- PROBLEM REQUIREMENTS
Please give every entry again, exactly as it reads.

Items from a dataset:
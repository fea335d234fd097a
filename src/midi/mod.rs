//! Standard MIDI File model, decoding and re-encoding.

pub mod chunk;
pub mod event;
pub mod vlq;

use chunk::{HEADER_MAGIC, TRACK_HEADER_LEN};

/// A parsed Standard MIDI File. `track_count` always equals `tracks.len()`
/// once [`chunk::parse`] has returned.
#[derive(Clone, Debug, PartialEq, Eq)]
pub struct MidiFile {
    pub format_type: u16,
    pub track_count: u16,
    pub time_division: u16,
    pub tracks: Vec<Track>,
}

/// One `MTrk` chunk, header included. Only payload bytes are ever rewritten
/// and never resized, so the declared length stays valid.
#[derive(Clone, Debug, PartialEq, Eq)]
pub struct Track {
    bytes: Vec<u8>,
}

impl Track {
    pub(crate) fn from_chunk(bytes: Vec<u8>) -> Self {
        debug_assert!(bytes.len() >= TRACK_HEADER_LEN);
        Track { bytes }
    }

    /// Full chunk: magic, length, then payload.
    pub fn as_bytes(&self) -> &[u8] {
        &self.bytes
    }

    pub(crate) fn as_bytes_mut(&mut self) -> &mut [u8] {
        &mut self.bytes
    }

    pub fn payload(&self) -> &[u8] {
        &self.bytes[TRACK_HEADER_LEN..]
    }

    pub fn payload_len(&self) -> usize {
        self.bytes.len() - TRACK_HEADER_LEN
    }
}

impl MidiFile {
    /// Re-emit the file: header, then every track chunk in order.
    pub fn to_bytes(&self) -> Vec<u8> {
        let tracks_len: usize = self.tracks.iter().map(|t| t.bytes.len()).sum();
        let mut out = Vec::with_capacity(chunk::FILE_HEADER_LEN + tracks_len);
        out.extend_from_slice(&HEADER_MAGIC);
        out.extend_from_slice(&self.format_type.to_be_bytes());
        out.extend_from_slice(&self.track_count.to_be_bytes());
        out.extend_from_slice(&self.time_division.to_be_bytes());
        for track in &self.tracks {
            out.extend_from_slice(&track.bytes);
        }
        out
    }
}

#[cfg(test)]
mod tests {
    use super::*;
    use pretty_assertions::assert_eq;

    #[test]
    fn reassembles_byte_exact() {
        let parts: [&[u8]; 6] = [
            &HEADER_MAGIC,
            &[0x00, 0x01, 0x00, 0x02, 0x01, 0xE0],
            b"MTrk\0\0\0\x04",
            &[0x00, 0xFF, 0x2F, 0x00],
            b"MTrk\0\0\0\x07",
            &[0x00, 0xC0, 0x05, 0x00, 0xB0, 0x07, 0x64],
        ];
        let bytes = parts.concat();
        let file = chunk::parse(&bytes).unwrap();
        assert_eq!(file.to_bytes(), bytes);
    }
}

- ANSWER TO THIS TASK
repository fea335d234fd097a
filename src/midi/mod.rs
//! Standard MIDI File model, decoding and re-encoding.

pub mod chunk;
pub mod event;
pub mod vlq;

use chunk::{HEADER_MAGIC, TRACK_HEADER_LEN};

/// A parsed Standard MIDI File. `track_count` always equals `tracks.len()`
/// once [`chunk::parse`] has returned.
#[derive(Clone, Debug, PartialEq, Eq)]
pub struct MidiFile {
    pub format_type: u16,
    pub track_count: u16,
    pub time_division: u16,
    pub tracks: Vec<Track>,
}

/// One `MTrk` chunk, header included. Only payload bytes are ever rewritten
/// and never resized, so the declared length stays valid.
#[derive(Clone, Debug, PartialEq, Eq)]
pub struct Track {
    bytes: Vec<u8>,
}

impl Track {
    pub(crate) fn from_chunk(bytes: Vec<u8>) -> Self {
        debug_assert!(bytes.len() >= TRACK_HEADER_LEN);
        Track { bytes }
    }

    /// Full chunk: magic, length, then payload.
    pub fn as_bytes(&self) -> &[u8] {
        &self.bytes
    }

    pub(crate) fn as_bytes_mut(&mut self) -> &mut [u8] {
        &mut self.bytes
    }

    pub fn payload(&self) -> &[u8] {
        &self.bytes[TRACK_HEADER_LEN..]
    }

    pub fn payload_len(&self) -> usize {
        self.bytes.len() - TRACK_HEADER_LEN
    }
}

impl MidiFile {
    /// Re-emit the file: header, then every track chunk in order.
    pub fn to_bytes(&self) -> Vec<u8> {
        let tracks_len: usize = self.tracks.iter().map(|t| t.bytes.len()).sum();
        let mut out = Vec::with_capacity(chunk::FILE_HEADER_LEN + tracks_len);
        out.extend_from_slice(&HEADER_MAGIC);
        out.extend_from_slice(&self.format_type.to_be_bytes());
        out.extend_from_slice(&self.track_count.to_be_bytes());
        out.extend_from_slice(&self.time_division.to_be_bytes());
        for track in &self.tracks {
            out.extend_from_slice(&track.bytes);
        }
        out
    }
}

#[cfg(test)]
mod tests {
    use super::*;
    use pretty_assertions::assert_eq;

    #[test]
    fn reassembles_byte_exact() {
        let parts: [&[u8]; 6] = [
            &HEADER_MAGIC,
            &[0x00, 0x01, 0x00, 0x02, 0x01, 0xE0],
            b"MTrk\0\0\0\x04",
            &[0x00, 0xFF, 0x2F, 0x00],
            b"MTrk\0\0\0\x07",
            &[0x00, 0xC0, 0x05, 0x00, 0xB0, 0x07, 0x64],
        ];
        let bytes = parts.concat();
        let file = chunk::parse(&bytes).unwrap();
        assert_eq!(file.to_bytes(), bytes);
    }
}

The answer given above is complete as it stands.